Pajak Bumi dan Bangunan
Ikuti Langkah Pati, Masyarakat di Cirebon Bakal Gelar Demo Kenaikan PBB 1.000 Persen
Masyarakat Cirebon akan mengikuti langkah Kabupaten Pati yang berhasil membatalkan kenaikan PBB sebesar 250 persen.
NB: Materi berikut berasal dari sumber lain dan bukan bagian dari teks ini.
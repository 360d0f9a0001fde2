pub mod builder;
pub mod pipeline;

pub use builder::SymbolTableBuilder;
pub use pipeline::{IngestPipeline, process_unit};
impl Folder<'_> {
    fn conflict(&mut self, sighting: &Sighting, message: String) {
        self.diagnostics.push(
            Diagnostic::warning(DiagnosticKind::MergeConflict, message)
                .at(sighting.location.clone())
                .about(self.name.to_string()),
        );
    }

    fn check_owner(&mut self, first: SymbolKey, sighting: &Sighting) {
        if let Some(owner) = sighting.detail.owner().filter(|o| *o != first) {
            let message = format!(
                "`{}` is declared by {} `{}` and by {} `{}`; keeping the first",
                self.name,
                first.kind,
                self.rodeo.resolve(&first.name),
                owner.kind,
                self.rodeo.resolve(&owner.name),
            );
            self.conflict(sighting, message);
        }
    }

    fn fold_variant(&mut self, sightings: &[Sighting], ids: &HashMap<SymbolKey, EntityId>) -> EntityVariant {
        let owner_id = |key: SymbolKey| ids.get(&key).copied().unwrap_or(EntityId(u32::MAX));
        let first = &sightings[0];
        let rest = &sightings[1..];

        match &first.detail {
            SightingDetail::Class {
                superclass,
                protocols,
            } => {
                let mut superclass = superclass.clone();
                let mut protocols = protocols.clone();
                for sighting in rest {
                    if let SightingDetail::Class {
                        superclass: other,
                        protocols: more,
                    } = &sighting.detail
                    {
                        match (&superclass, other) {
                            (None, Some(other)) => superclass = Some(other.clone()),
                            (Some(kept), Some(other)) if kept != other => {
                                let message = format!(
                                    "`{}` declares superclass `{other}` here but `{kept}` elsewhere; keeping `{kept}`",
                                    self.name
                                );
                                self.conflict(sighting, message);
                            }
                            _ => {}
                        }
                        union(&mut protocols, more);
                    }
                }
                EntityVariant::Class(ClassInfo {
                    superclass: superclass.map(Reference::pending),
                    protocols: protocols.into_iter().map(Reference::pending).collect(),
                    members: Vec::new(),
                })
            }
            SightingDetail::Category {
                class,
                category,
                protocols,
            } => {
                let mut protocols = protocols.clone();
                for sighting in rest {
                    if let SightingDetail::Category { protocols: more, .. } = &sighting.detail {
                        union(&mut protocols, more);
                    }
                }
                let info = CategoryInfo {
                    class: Reference::pending(class.clone()),
                    category_name: category.clone(),
                    protocols: protocols.into_iter().map(Reference::pending).collect(),
                    members: Vec::new(),
                };
                if category.is_some() {
                    EntityVariant::Category(info)
                } else {
                    EntityVariant::Extension(info)
                }
            }
            SightingDetail::Protocol { protocols } => {
                let mut protocols = protocols.clone();
                for sighting in rest {
                    if let SightingDetail::Protocol { protocols: more } = &sighting.detail {
                        union(&mut protocols, more);
                    }
                }
                EntityVariant::Protocol(ProtocolInfo {
                    protocols: protocols.into_iter().map(Reference::pending).collect(),
                    members: Vec::new(),
                })
            }
            SightingDetail::Method {
                owner,
                scope,
                selector,
                return_type,
                variadic,
                optional,
            } => {
                let mut return_type = return_type.clone();
                for sighting in rest {
                    self.check_owner(*owner, sighting);
                    if let SightingDetail::Method {
                        return_type: Some(other),
                        ..
                    } = &sighting.detail
                    {
                        return_type.get_or_insert_with(|| other.clone());
                    }
                }
                EntityVariant::Method(MethodInfo {
                    owner: owner_id(*owner),
                    scope: *scope,
                    selector: selector.clone(),
                    return_type,
                    arguments: Vec::new(),
                    variadic: *variadic,
                    optional: *optional,
                })
            }
            SightingDetail::Property {
                owner,
                type_name,
                attributes,
                optional,
            } => {
                let mut type_name = type_name.clone();
                let mut attributes = attributes.clone();
                for sighting in rest {
                    self.check_owner(*owner, sighting);
                    if let SightingDetail::Property {
                        type_name: other,
                        attributes: more,
                        ..
                    } = &sighting.detail
                    {
                        if type_name.is_empty() {
                            type_name = other.clone();
                        } else if !other.is_empty()
                            && collapse_whitespace(other) != collapse_whitespace(&type_name)
                        {
                            let message = format!(
                                "`{}` is declared with type `{other}` here but `{type_name}` elsewhere; keeping `{type_name}`",
                                self.name
                            );
                            self.conflict(sighting, message);
                        }
                        union(&mut attributes, more);
                    }
                }
                EntityVariant::Property(PropertyInfo {
                    owner: owner_id(*owner),
                    type_name,
                    attributes,
                    optional: *optional,
                })
            }
            SightingDetail::Argument {
                owner,
                position,
                selector_part,
                type_name,
            } => {
                let mut type_name = type_name.clone();
                for sighting in rest {
                    if let SightingDetail::Argument {
                        type_name: Some(other),
                        ..
                    } = &sighting.detail
                    {
                        type_name.get_or_insert_with(|| other.clone());
                    }
                }
                EntityVariant::Argument(ArgumentInfo {
                    owner: owner_id(*owner),
                    position: *position,
                    selector_part: selector_part.clone(),
                    type_name,
                })
            }
        }
    }
}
Mereka akan menggelar demo.
TRIBUNNEWS.COM - Masyarakat Kota Cirebon, Jawa Barat, bakal mengikuti langkah Kabupaten Pati, Jawa Tengah, menggelar aksi unjuk rasa menuntut kenaikan Pajak Bumi dan Bangunan (PBB).
Masyarakat Kabupaten Pati menggelar demo pada Rabu (13/8/2025), menuntut Bupati Sudewo lengser dari jabatannya.
Demonstrasi tersebut awalnya digelar untuk protes kenaikan Pajak Bumi dan Bangunan Perdesaan dan Perkotaan (PBB-P2) hingga 250 persen.
PBB-P2 merupakan pajak atas bumi dan/atau bangunan yang berada di kawasan perdesaan dan perkotaan.
Pajak ini dipungut berdasarkan undang-undang perpajakan dan menjadi salah satu sumber Pendapatan Asli Daerah (PAD).
Kebijakan oleh Bupati Sudewo itu memicu kemarahan publik.
Meski kebijakan ini telah dibatalkan pada 8 Agustus 2025, warga tetap melanjutkan aksi sebagai bentuk protes terhadap kepemimpinan Bupati Pati, Sudewo.
Langkah masyarakat Kabupaten Pati itu kini diikuti warga Kota Cirebon.
Mereka bakal menggelar aksi untuk memprotes kenaikan PBB hingga 1.000 persen.
Paguyuban Masyarakat Cirebon (PAMACI) memastikan, akan menggelar aksi damai pada 11 September 2025.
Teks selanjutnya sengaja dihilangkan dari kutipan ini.